Austin J. Moy received his MS and PhD degrees in biomedical engineering from the University of California, Irvine, and his BS degree in engineering physics from Cornell University. He is an application scientist at Trifoil Imaging. He was previously a postdoctoral fellow at the University of Texas at Austin. His research interests include biomedical applications of optical imaging, spectroscopy, and tomography.
Hieu T. M. Nguyen received her BS degree in materials science and engineering from Nanyang Technological University in Singapore, in 2011. She is a PhD student in biomedical engineering at the University of Texas at Austin. Currently, she is working on research areas include tissue optics, photothermal therapy, and immunology.
Yao Zhang received her BS degree in biomedical engineering from Shanghai Jiao Tong University in 2015 and then started her PhD journey in computational biomedical optics. She is a PhD candidate in biomedical engineering at the University of Texas at Austin. Her current research interests include light transport model, machine learning, and data science, especially in the field healthcare.
Jason Zhang received his BS degree in biomedical engineering from the University of Texas at Austin in 2017. He is a graduate student at the Massachusetts Institute of Technology. Currently, he is pursuing a PhD in electrical engineering, working on the development and clinical translation of biomedical optical imaging technologies.
Matthew C. Fox received his MD degree from the University of Texas Medical School at Houston in 2007. He is an assistant professor of medicine and chief of the Division of Dermatology at the University of Texas at Austin. He completed his residency training in dermatology and fellowship in micrographic surgery and dermatologic oncology at the University of Michigan. His clinical interests include the management of skin cancer, including rare and high risk tumors, and Mohs micrographic surgery.
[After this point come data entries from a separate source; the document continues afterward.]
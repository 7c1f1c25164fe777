//! Conversation history shared between the host and an agent
//!
//! A chat log holds the role-tagged entries of one conversation. The first
//! entry is always the system prompt, which is rebuilt on every turn by
//! [`ChatLog::provide_llm_data`].

use std::path::PathBuf;
use std::sync::Arc;

use async_trait::async_trait;
use chrono::Local;
use serde::Serialize;
use serde_json::{json, Value};

use crate::error::ConverseError;

/// Control API ids an agent may be configured with
pub const KNOWN_LLM_APIS: &[&str] = &["assist"];

const DEFAULT_INSTRUCTIONS_PROMPT: &str = "You are a voice assistant for Home Assistant.\n\
Answer questions about the world truthfully.\n\
Answer in plain text. Keep it simple and to the point.";

/// A file attached to a user message
#[derive(Debug, Clone, PartialEq, Serialize)]
pub struct Attachment {
    pub path: PathBuf,
    pub mime_type: Option<String>,
}

/// A tool invocation requested by the model
#[derive(Debug, Clone, PartialEq, Serialize)]
pub struct ToolCall {
    pub id: String,
    pub name: String,
    pub arguments: Value,
}

#[derive(Debug, Clone, PartialEq, Serialize)]
pub struct UserContent {
    pub content: String,
    pub attachments: Vec<Attachment>,
}

#[derive(Debug, Clone, PartialEq, Serialize)]
pub struct AssistantContent {
    pub agent_id: String,
    pub content: Option<String>,
    pub tool_calls: Vec<ToolCall>,
}

#[derive(Debug, Clone, PartialEq, Serialize)]
pub struct ToolResultContent {
    pub agent_id: String,
    pub tool_call_id: String,
    pub tool_name: String,
    pub tool_result: Value,
}

/// One chat log entry
#[derive(Debug, Clone, PartialEq, Serialize)]
#[serde(tag = "role", rename_all = "snake_case")]
pub enum Content {
    System { content: String },
    User(UserContent),
    Assistant(AssistantContent),
    ToolResult(ToolResultContent),
}

impl Content {
    pub fn role(&self) -> &'static str {
        match self {
            Content::System { .. } => "system",
            Content::User(_) => "user",
            Content::Assistant(_) => "assistant",
            Content::ToolResult(_) => "tool_result",
        }
    }
}

/// Host-side resolver for tool calls
#[async_trait]
pub trait ToolHandler: Send + Sync {
    async fn call(&self, call: &ToolCall) -> anyhow::Result<Value>;
}

type DeltaListener = Box<dyn Fn(&str) + Send + Sync>;

/// Prompt inputs for one turn
#[derive(Debug, Clone, Copy, Default)]
pub struct LlmData<'a> {
    pub user_prompt: Option<&'a str>,
    pub llm_api_ids: &'a [String],
    pub extra_system_prompt: Option<&'a str>,
}

pub struct ChatLog {
    conversation_id: String,
    content: Vec<Content>,
    extra_system_prompt: Option<String>,
    delta_listener: Option<DeltaListener>,
    tool_handler: Option<Arc<dyn ToolHandler>>,
}

impl ChatLog {
    pub fn new(conversation_id: impl Into<String>) -> Self {
        Self {
            conversation_id: conversation_id.into(),
            content: vec![Content::System {
                content: String::new(),
            }],
            extra_system_prompt: None,
            delta_listener: None,
            tool_handler: None,
        }
    }

    /// Receive assistant text as it becomes visible
    pub fn with_delta_listener(mut self, listener: impl Fn(&str) + Send + Sync + 'static) -> Self {
        self.delta_listener = Some(Box::new(listener));
        self
    }

    pub fn with_tool_handler(mut self, handler: Arc<dyn ToolHandler>) -> Self {
        self.tool_handler = Some(handler);
        self
    }

    pub fn conversation_id(&self) -> &str {
        &self.conversation_id
    }

    pub fn content(&self) -> &[Content] {
        &self.content
    }

    pub fn add_user_content(&mut self, content: UserContent) {
        self.content.push(Content::User(content));
    }

    /// Rebuild the system prompt for the coming turn.
    ///
    /// An extra system prompt given on an earlier turn is reused when none is
    /// given now.
    pub fn provide_llm_data(&mut self, data: LlmData<'_>) -> Result<(), ConverseError> {
        if let Some(unknown) = data
            .llm_api_ids
            .iter()
            .find(|id| !KNOWN_LLM_APIS.contains(&id.as_str()))
        {
            return Err(ConverseError::new(format!(
                "Error preparing LLM API: API {unknown} not found"
            )));
        }

        if let Some(extra) = data.extra_system_prompt {
            self.extra_system_prompt = Some(extra.to_string());
        }

        let now = Local::now();
        let mut parts = vec![
            format!(
                "Current time is {}. Today's date is {}.",
                now.format("%H:%M:%S"),
                now.format("%Y-%m-%d")
            ),
            data.user_prompt
                .filter(|p| !p.trim().is_empty())
                .unwrap_or(DEFAULT_INSTRUCTIONS_PROMPT)
                .to_string(),
        ];
        if let Some(extra) = &self.extra_system_prompt {
            parts.push(extra.clone());
        }

        self.content[0] = Content::System {
            content: parts.join("\n"),
        };
        Ok(())
    }

    /// Forward visible assistant text to the listener, if any
    pub fn emit_delta(&self, text: &str) {
        if let Some(listener) = &self.delta_listener {
            listener(text);
        }
    }

    /// Append an assistant message and resolve any tool calls it carries.
    ///
    /// Returns the entries that were added.
    pub async fn add_assistant_content(&mut self, content: AssistantContent) -> Vec<Content> {
        let start = self.content.len();
        let calls = content.tool_calls.clone();
        let agent_id = content.agent_id.clone();
        self.content.push(Content::Assistant(content));

        if !calls.is_empty() {
            match self.tool_handler.clone() {
                Some(handler) => {
                    for call in calls {
                        log::debug!("Calling tool {} with {}", call.name, call.arguments);
                        let tool_result = handler
                            .call(&call)
                            .await
                            .unwrap_or_else(|err| json!({"error": err.to_string()}));
                        self.content.push(Content::ToolResult(ToolResultContent {
                            agent_id: agent_id.clone(),
                            tool_call_id: call.id,
                            tool_name: call.name,
                            tool_result,
                        }));
                    }
                }
                None => log::warn!(
                    "Model requested {} tool call(s) but no tool handler is attached",
                    calls.len()
                ),
            }
        }

        self.content[start..].to_vec()
    }

    /// True when tool results were added that the model has not seen yet
    pub fn unresponded_tool_results(&self) -> bool {
        matches!(self.content.last(), Some(Content::ToolResult(_)))
    }

    /// Text of the final assistant message, if the log ends with one
    pub fn last_assistant_text(&self) -> Option<&str> {
        match self.content.last() {
            Some(Content::Assistant(assistant)) => assistant.content.as_deref(),
            _ => None,
        }
    }
}
//! Exposed-entity inventory backed by a Home Assistant instance
//!
//! Joins the exposure list, the entity/device/area registries (WebSocket)
//! and the current states (REST) into the entity snapshot the prompt needs.

use std::collections::HashMap;
use std::sync::Arc;

use anyhow::{Context, Result};
use async_trait::async_trait;
use serde::Deserialize;
use serde_json::Value;

use crate::api::{EntityState, HassClient};
use crate::conversation::EntityInventory;
use crate::prompt::{ExposedEntity, HomeLocation};
use crate::websocket::WsClient;

/// Assistant id entities are exposed to
const ASSISTANT: &str = "conversation";

#[derive(Debug, Default, Deserialize)]
pub struct ExposeList {
    #[serde(default)]
    pub exposed_entities: HashMap<String, HashMap<String, Value>>,
}

impl ExposeList {
    fn is_exposed(&self, entity_id: &str) -> bool {
        self.exposed_entities
            .get(entity_id)
            .and_then(|assistants| assistants.get(ASSISTANT))
            .and_then(Value::as_bool)
            .unwrap_or(false)
    }
}

#[derive(Debug, Clone, Deserialize)]
pub struct EntityEntry {
    pub entity_id: String,
    #[serde(default)]
    pub area_id: Option<String>,
    #[serde(default)]
    pub device_id: Option<String>,
    #[serde(default)]
    pub aliases: Vec<String>,
}

#[derive(Debug, Clone, Deserialize)]
pub struct DeviceEntry {
    pub id: String,
    #[serde(default)]
    pub area_id: Option<String>,
}

#[derive(Debug, Clone, Deserialize)]
pub struct AreaEntry {
    pub area_id: String,
    pub name: String,
    #[serde(default)]
    pub aliases: Vec<String>,
}

/// Everything needed to describe the exposed entities
#[derive(Debug, Default)]
pub struct RegistrySnapshot {
    pub exposed: ExposeList,
    pub entities: Vec<EntityEntry>,
    pub devices: Vec<DeviceEntry>,
    pub areas: Vec<AreaEntry>,
}

impl RegistrySnapshot {
    pub async fn fetch(ws: &mut WsClient) -> Result<Self> {
        Ok(Self {
            exposed: decode(ws.request("homeassistant/expose_entity/list").await?)
                .context("decoding exposed entity list")?,
            entities: decode(ws.request("config/entity_registry/list").await?)
                .context("decoding entity registry")?,
            devices: decode(ws.request("config/device_registry/list").await?)
                .context("decoding device registry")?,
            areas: decode(ws.request("config/area_registry/list").await?)
                .context("decoding area registry")?,
        })
    }

    /// Join with `states`, keeping only entities exposed to the assistant
    pub fn exposed_entities(&self, states: &[EntityState]) -> Vec<ExposedEntity> {
        let entities: HashMap<&str, &EntityEntry> = self
            .entities
            .iter()
            .map(|e| (e.entity_id.as_str(), e))
            .collect();
        let devices: HashMap<&str, &DeviceEntry> =
            self.devices.iter().map(|d| (d.id.as_str(), d)).collect();
        let areas: HashMap<&str, &AreaEntry> =
            self.areas.iter().map(|a| (a.area_id.as_str(), a)).collect();

        states
            .iter()
            .filter(|state| self.exposed.is_exposed(&state.entity_id))
            .map(|state| {
                let entry = entities.get(state.entity_id.as_str()).copied();

                let mut names = vec![state.name()];
                if let Some(entry) = entry {
                    names.extend(entry.aliases.iter().cloned());
                }

                // Entity area wins over the device area
                let area = entry.and_then(|entry| {
                    entry.area_id.as_deref().or_else(|| {
                        entry
                            .device_id
                            .as_deref()
                            .and_then(|id| devices.get(id))
                            .and_then(|device| device.area_id.as_deref())
                    })
                });
                let areas = area.and_then(|id| areas.get(id)).map(|area| {
                    std::iter::once(area.name.as_str())
                        .chain(area.aliases.iter().map(String::as_str))
                        .collect::<Vec<_>>()
                        .join(", ")
                });

                ExposedEntity {
                    entity_id: state.entity_id.clone(),
                    names: names.join(", "),
                    domain: state.domain().to_string(),
                    state: state.state.clone(),
                    areas,
                }
            })
            .collect()
    }
}

fn decode<T: for<'de> Deserialize<'de>>(value: Value) -> Result<T> {
    Ok(serde_json::from_value(value)?)
}

/// Inventory reading a live Home Assistant instance on every turn
pub struct HassInventory {
    rest: Arc<HassClient>,
    server: String,
    token: String,
    overrides: HomeLocation,
}

impl HassInventory {
    pub fn new(rest: Arc<HassClient>, server: &str, token: &str, overrides: HomeLocation) -> Self {
        Self {
            rest,
            server: server.to_string(),
            token: token.to_string(),
            overrides,
        }
    }
}

#[async_trait]
impl EntityInventory for HassInventory {
    async fn exposed_entities(&self) -> Result<Vec<ExposedEntity>> {
        let mut ws = WsClient::connect(&self.server, &self.token).await?;
        let snapshot = RegistrySnapshot::fetch(&mut ws).await?;
        let states = self.rest.get_states().await?;

        let exposed = snapshot.exposed_entities(&states);
        log::debug!("{} of {} entities exposed", exposed.len(), states.len());
        Ok(exposed)
    }

    async fn home_location(&self) -> Result<HomeLocation> {
        let config = self.rest.get_config().await?;
        Ok(HomeLocation {
            latitude: config.latitude.or(self.overrides.latitude),
            longitude: config.longitude.or(self.overrides.longitude),
            country: config.country.or_else(|| self.overrides.country.clone()),
        })
    }
}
Katherine R. Sebastian received her BA degree in biology from Grinnell College in 1998 and her MSPH degree from the University of Utah in 2004. She is a clinical research coordinator and RN with the Seton Healthcare Family in Austin, Texas. After becoming an RN in 2015, she joined the Seton Healthcare Family as a research coordinator for dermatology.
Jason S. Reichenberg is an associate professor in Dermatology at Dell Medical School at the University of Texas at Austin. He is a graduate of Boston University School of Medicine and completed his residency program at the Mayo Clinic. He is the author of more than 50 journal papers and has coedited a textbook and several book chapters. His current research interests include noninvasive skin imaging and the interplay between the nerves and the skin.
Mia K. Markey is a professor of biomedical engineering at the University of Texas at Austin and adjunct professor of imaging physics at the University of Texas MD Anderson Cancer Center. She is a fellow of both the American Association for the Advancement of Science (AAAS) and American Institute for Medical and Biological Engineering (AIMBE), and is a senior member of both the IEEE and SPIE.
James W. Tunnell is the Roberta Woods Ray Centennial Fellow and associate professor in the Department of Biomedical Engineering at the University of Texas at Austin. He has served as an associate editor for the Annals of Biomedical Engineering and on the program committees for CLEO, OSA, ASLMS, and IEEE-Photonics Society as well as several board positions for OSA and ASLMS. He has a specific research focus on using optical spectroscopy and imaging for disease diagnosis and treatment.